SIX DEAD
Propositions of the Last Generation

ONE: Turnover in Personnel is BAD

TWO: Everyone Should be Professional

THREE: Managers Generate Efficiency and Profits

FOUR: Treat Employees Consistently

FIVE: Divide and Control

SIX: People Need Jobs

These propositions certainly were alive in the last generation, but some of them have been silently directing and shaping organizational action for centuries. They grow out of elements in the very DNA of management.

In the last generation, Alvin Toffler (The Third Wave, 1980) identified the six hidden, interconnected elements of design found in all Industrial Age structures: Standardization, Specialization, Synchronization, Concentration, Maximization and Centralization. He wrote: “Every civilization has a hidden code – a set of rules or principals that run through all its activities like a repeated design. As industrialism pushed across the planet, its unique hidden design became visible.
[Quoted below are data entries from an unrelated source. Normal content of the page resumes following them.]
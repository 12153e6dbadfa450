//! Implementation of `sail clean`.

use anyhow::Result;

use crate::core::Workspace;
use crate::util::fs::remove_dir_all_if_exists;

/// Remove the workspace's `target/` directory.
///
/// Returns `false` when there was nothing to remove.
pub fn clean(ws: &Workspace) -> Result<bool> {
    let target_dir = ws.target_dir();
    let removed = remove_dir_all_if_exists(&target_dir)?;
    if removed {
        tracing::debug!("removed {}", target_dir.display());
    } else {
        tracing::debug!("{} does not exist", target_dir.display());
    }
    Ok(removed)
}
//! Sail.toml manifest handling.
//!
//! The manifest is treated as text, not as a TOML document. Only the
//! `[dependencies]` section is interpreted; every other line is opaque and
//! survives edits byte for byte. Package metadata is the one exception: it is
//! read with the `toml` crate when a build needs the project name.

use std::path::{Path, PathBuf};

use anyhow::Result;
use serde::Deserialize;

use crate::core::dependency::{DependencyEntry, DependencyMapping};
use crate::core::workspace::ManifestError;
use crate::util::fs;

/// Manifest file name.
pub const MANIFEST_NAME: &str = "Sail.toml";

/// Header line opening the dependencies section.
pub const DEPENDENCIES_HEADER: &str = "[dependencies]";

/// Version given to freshly scaffolded packages.
pub const DEFAULT_PACKAGE_VERSION: &str = "0.1.0";

fn trim_horizontal(s: &str) -> &str {
    s.trim_matches(|c| c == ' ' || c == '\t')
}

/// Any `[...]` line closes the current section, including a bare `[]`.
fn is_section_header(line: &str) -> bool {
    line.starts_with('[') && line.ends_with(']')
}

/// Key of a `key = value` line, split at the first `=`.
fn entry_key(line: &str) -> Option<&str> {
    line.split_once('=').map(|(key, _)| trim_horizontal(key))
}

/// Strip surrounding whitespace and one leading and one trailing `"`.
fn unquote(value: &str) -> &str {
    let value = value.trim();
    let value = value.strip_prefix('"').unwrap_or(value);
    value.strip_suffix('"').unwrap_or(value)
}

/// Split a line produced by `split_inclusive('\n')` into body and terminator.
fn split_line_ending(chunk: &str) -> (&str, &str) {
    if let Some(body) = chunk.strip_suffix("\r\n") {
        (body, "\r\n")
    } else if let Some(body) = chunk.strip_suffix('\n') {
        (body, "\n")
    } else {
        (chunk, "")
    }
}

/// Extract the `[dependencies]` mapping from manifest text.
///
/// Every non-empty line with an `=` is split at the first `=`; a leading
/// `#` is part of the key. Lines without `=`, or with an empty key or
/// value, are skipped. A later duplicate key overwrites an earlier one.
pub fn parse_dependencies(text: &str) -> DependencyMapping {
    let mut dependencies = DependencyMapping::new();
    let mut in_section = false;

    for raw in text.lines() {
        let line = trim_horizontal(raw);

        if line == DEPENDENCIES_HEADER {
            in_section = true;
            continue;
        }
        if is_section_header(line) {
            in_section = false;
            continue;
        }
        if !in_section || line.is_empty() {
            continue;
        }

        let Some((key, value)) = line.split_once('=') else {
            continue;
        };
        let key = trim_horizontal(key);
        let value = unquote(value);
        if key.is_empty() || value.is_empty() {
            tracing::debug!("skipping malformed dependency line `{}`", raw);
            continue;
        }

        dependencies.insert(key.to_string(), value.to_string());
    }

    dependencies
}

/// Set `entry` in the `[dependencies]` section of `text`.
///
/// Single pass over the lines:
/// - lines whose key matches `entry.name` are replaced by the canonical line;
/// - if the section is closed by another header without a match, the entry is
///   inserted just before that header;
/// - otherwise the entry is appended at the end, after a new
///   `[dependencies]` header when the manifest had none.
///
/// Every other line is copied verbatim, line endings included.
pub fn set_dependency(text: &str, entry: &DependencyEntry) -> String {
    let canonical = entry.manifest_line();
    let mut out = String::with_capacity(text.len() + canonical.len() + 2);

    let mut in_section = false;
    let mut seen_section = false;
    let mut added = false;
    let mut updated = false;

    for chunk in text.split_inclusive('\n') {
        let (body, eol) = split_line_ending(chunk);
        let line = trim_horizontal(body);

        if line == DEPENDENCIES_HEADER {
            in_section = true;
            seen_section = true;
            out.push_str(chunk);
            continue;
        }

        if in_section && is_section_header(line) {
            if !added && !updated {
                out.push_str(&canonical);
                out.push_str(if eol.is_empty() { "\n" } else { eol });
                added = true;
            }
            in_section = false;
            out.push_str(chunk);
            continue;
        }

        if in_section && entry_key(line) == Some(entry.name.as_str()) {
            out.push_str(&canonical);
            out.push_str(eol);
            updated = true;
            continue;
        }

        out.push_str(chunk);
    }

    if !added && !updated {
        if !out.is_empty() && !out.ends_with('\n') {
            out.push('\n');
        }
        if !seen_section {
            out.push('\n');
            out.push_str(DEPENDENCIES_HEADER);
            out.push('\n');
        }
        out.push_str(&canonical);
        out.push('\n');
    }

    out
}

/// Loads and saves the raw manifest text of one project.
#[derive(Debug, Clone)]
pub struct ManifestStore {
    path: PathBuf,
}

impl ManifestStore {
    pub fn new(path: impl Into<PathBuf>) -> Self {
        ManifestStore { path: path.into() }
    }

    /// Path of the manifest file.
    pub fn path(&self) -> &Path {
        &self.path
    }

    /// Read the whole manifest.
    pub fn load(&self) -> Result<String, ManifestError> {
        std::fs::read_to_string(&self.path).map_err(|source| ManifestError::Unreadable {
            path: self.path.clone(),
            source,
        })
    }

    /// Replace the manifest atomically.
    pub fn save(&self, text: &str) -> Result<()> {
        fs::write_atomic(&self.path, text)?;
        tracing::debug!("wrote {}", self.path.display());
        Ok(())
    }
}

/// `[package]` fields the build needs.
#[derive(Debug, Clone, PartialEq, Eq)]
pub struct PackageMetadata {
    pub name: String,
    pub version: String,
}

#[derive(Debug, Default, Deserialize)]
struct RawManifest {
    #[serde(default)]
    package: Option<RawPackage>,
}

#[derive(Debug, Default, Deserialize)]
struct RawPackage {
    name: Option<String>,
    version: Option<String>,
}

impl PackageMetadata {
    /// Read `[package]` from manifest text.
    ///
    /// Falls back to `fallback_name` and the default version when the text is
    /// not valid TOML or the fields are missing.
    pub fn from_manifest(text: &str, fallback_name: &str) -> Self {
        let package = match toml::from_str::<RawManifest>(text) {
            Ok(raw) => raw.package.unwrap_or_default(),
            Err(e) => {
                tracing::warn!(
                    "could not read [package] from {}: {}; using directory name",
                    MANIFEST_NAME,
                    e.message()
                );
                RawPackage::default()
            }
        };

        PackageMetadata {
            name: package.name.unwrap_or_else(|| fallback_name.to_string()),
            version: package
                .version
                .unwrap_or_else(|| DEFAULT_PACKAGE_VERSION.to_string()),
        }
    }
}

/// Generate the manifest for a new package.
pub fn generate_manifest(name: &str) -> String {
    format!(
        r#"[package]
name = "{name}"
version = "{DEFAULT_PACKAGE_VERSION}"
authors = ["Your Name <your.email@example.com>"]
edition = "2021"

{DEPENDENCIES_HEADER}
"#
    )
}
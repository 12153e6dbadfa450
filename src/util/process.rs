//! Subprocess execution utilities.

use std::ffi::OsStr;
use std::path::{Path, PathBuf};
use std::process::{Command, ExitStatus};

use anyhow::{Context, Result};
use thiserror::Error;

/// Failure of an external program.
#[derive(Debug, Error)]
pub enum ProcessError {
    /// The program ran but exited unsuccessfully.
    #[error("`{command}` failed with exit code {code}")]
    Failed { command: String, code: i32 },

    /// The program was terminated without an exit code (e.g. by a signal).
    #[error("`{command}` was terminated")]
    Terminated { command: String },

    /// A required program is not installed.
    #[error("{program} not found\n\nhelp: install {program} and ensure it is in your PATH")]
    NotFound { program: String },
}

impl ProcessError {
    /// Exit code to report to the calling shell.
    pub fn exit_code(&self) -> i32 {
        match self {
            ProcessError::Failed { code, .. } => *code,
            ProcessError::Terminated { .. } | ProcessError::NotFound { .. } => 1,
        }
    }
}

/// Builder for subprocess execution.
#[derive(Debug, Clone)]
pub struct ProcessBuilder {
    program: PathBuf,
    args: Vec<String>,
    cwd: Option<PathBuf>,
}

impl ProcessBuilder {
    /// Create a new process builder for the given program.
    pub fn new(program: impl AsRef<Path>) -> Self {
        ProcessBuilder {
            program: program.as_ref().to_path_buf(),
            args: Vec::new(),
            cwd: None,
        }
    }

    /// Add a single argument.
    pub fn arg(mut self, arg: impl AsRef<OsStr>) -> Self {
        self.args.push(arg.as_ref().to_string_lossy().into_owned());
        self
    }

    /// Add multiple arguments.
    pub fn args<I, S>(mut self, args: I) -> Self
    where
        I: IntoIterator<Item = S>,
        S: AsRef<OsStr>,
    {
        self.args.extend(
            args.into_iter()
                .map(|s| s.as_ref().to_string_lossy().into_owned()),
        );
        self
    }

    /// Set the working directory.
    pub fn cwd(mut self, cwd: impl AsRef<Path>) -> Self {
        self.cwd = Some(cwd.as_ref().to_path_buf());
        self
    }

    /// Get the program path.
    pub fn get_program(&self) -> &Path {
        &self.program
    }

    /// Get the arguments.
    pub fn get_args(&self) -> &[String] {
        &self.args
    }

    fn build_command(&self) -> Command {
        let mut cmd = Command::new(&self.program);
        cmd.args(&self.args);
        if let Some(ref cwd) = self.cwd {
            cmd.current_dir(cwd);
        }
        cmd
    }

    /// Run with inherited stdio and return the exit status.
    pub fn status(&self) -> Result<ExitStatus> {
        tracing::debug!("running `{}`", self.display_command());
        let mut cmd = self.build_command();
        let status = cmd
            .status()
            .with_context(|| format!("failed to execute `{}`", self.program.display()))?;
        Ok(status)
    }

    /// Run with inherited stdio and require success.
    ///
    /// A non-zero exit becomes [`ProcessError::Failed`] carrying the child's
    /// exit code.
    pub fn exec_and_check(&self) -> Result<()> {
        let status = self.status()?;
        if status.success() {
            return Ok(());
        }
        let command = self.display_command();
        match status.code() {
            Some(code) => Err(ProcessError::Failed { command, code }.into()),
            None => Err(ProcessError::Terminated { command }.into()),
        }
    }

    /// Display the command for error messages.
    pub fn display_command(&self) -> String {
        let mut parts = vec![self.program.display().to_string()];
        parts.extend(self.args.iter().cloned());
        parts.join(" ")
    }
}

/// Find an executable in PATH.
pub fn find_executable(name: &str) -> Option<PathBuf> {
    which::which(name).ok()
}

/// Find CMake, honoring an explicit override.
pub fn find_cmake(explicit: Option<&Path>) -> Result<PathBuf, ProcessError> {
    if let Some(path) = explicit {
        return Ok(path.to_path_buf());
    }
    find_executable("cmake").ok_or_else(|| ProcessError::NotFound {
        program: "CMake".to_string(),
    })
}

/// Find CTest, preferring the one installed next to `cmake`.
pub fn find_ctest(cmake: &Path) -> Result<PathBuf, ProcessError> {
    let sibling = cmake.with_file_name(format!("ctest{}", std::env::consts::EXE_SUFFIX));
    if sibling.is_file() {
        return Ok(sibling);
    }
    find_executable("ctest").ok_or_else(|| ProcessError::NotFound {
        program: "CTest".to_string(),
    })
}

#[cfg(test)]
mod tests {
    use super::*;

    #[test]
    fn test_display_command() {
        let pb = ProcessBuilder::new("cmake").args(["--build", ".", "--parallel", "4"]);

        assert_eq!(pb.display_command(), "cmake --build . --parallel 4");
    }

    #[test]
    fn test_explicit_cmake_wins() {
        let path = find_cmake(Some(Path::new("/opt/cmake/bin/cmake"))).unwrap();
        assert_eq!(path, PathBuf::from("/opt/cmake/bin/cmake"));
    }

    #[test]
    fn test_failed_exit_code() {
        let err = ProcessError::Failed {
            command: "cmake ..".to_string(),
            code: 2,
        };
        assert_eq!(err.exit_code(), 2);
        assert!(err.to_string().contains("exit code 2"));
    }

    #[cfg(unix)]
    #[test]
    fn test_exec_and_check_propagates_code() {
        let err = ProcessBuilder::new("sh")
            .args(["-c", "exit 3"])
            .exec_and_check()
            .unwrap_err();

        let process_err = err.downcast_ref::<ProcessError>().unwrap();
        assert_eq!(process_err.exit_code(), 3);
    }
}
Over two hundred years earlier, in establishing the philosophies of the Industrial Age, Adam Smith (Wealth of Nations, 1776) envisioned an industrial economic system that would revolve around a new type of work: what we would later call “management.” Smith taught the world to work in efficient factories, in jobs of ever-decreasing size and importance, which, nevertheless, created great wealth for over two centuries.

During the last century, we tapped out these ancient principles and philosophies. We entered the Information Age, which demands a completely new code.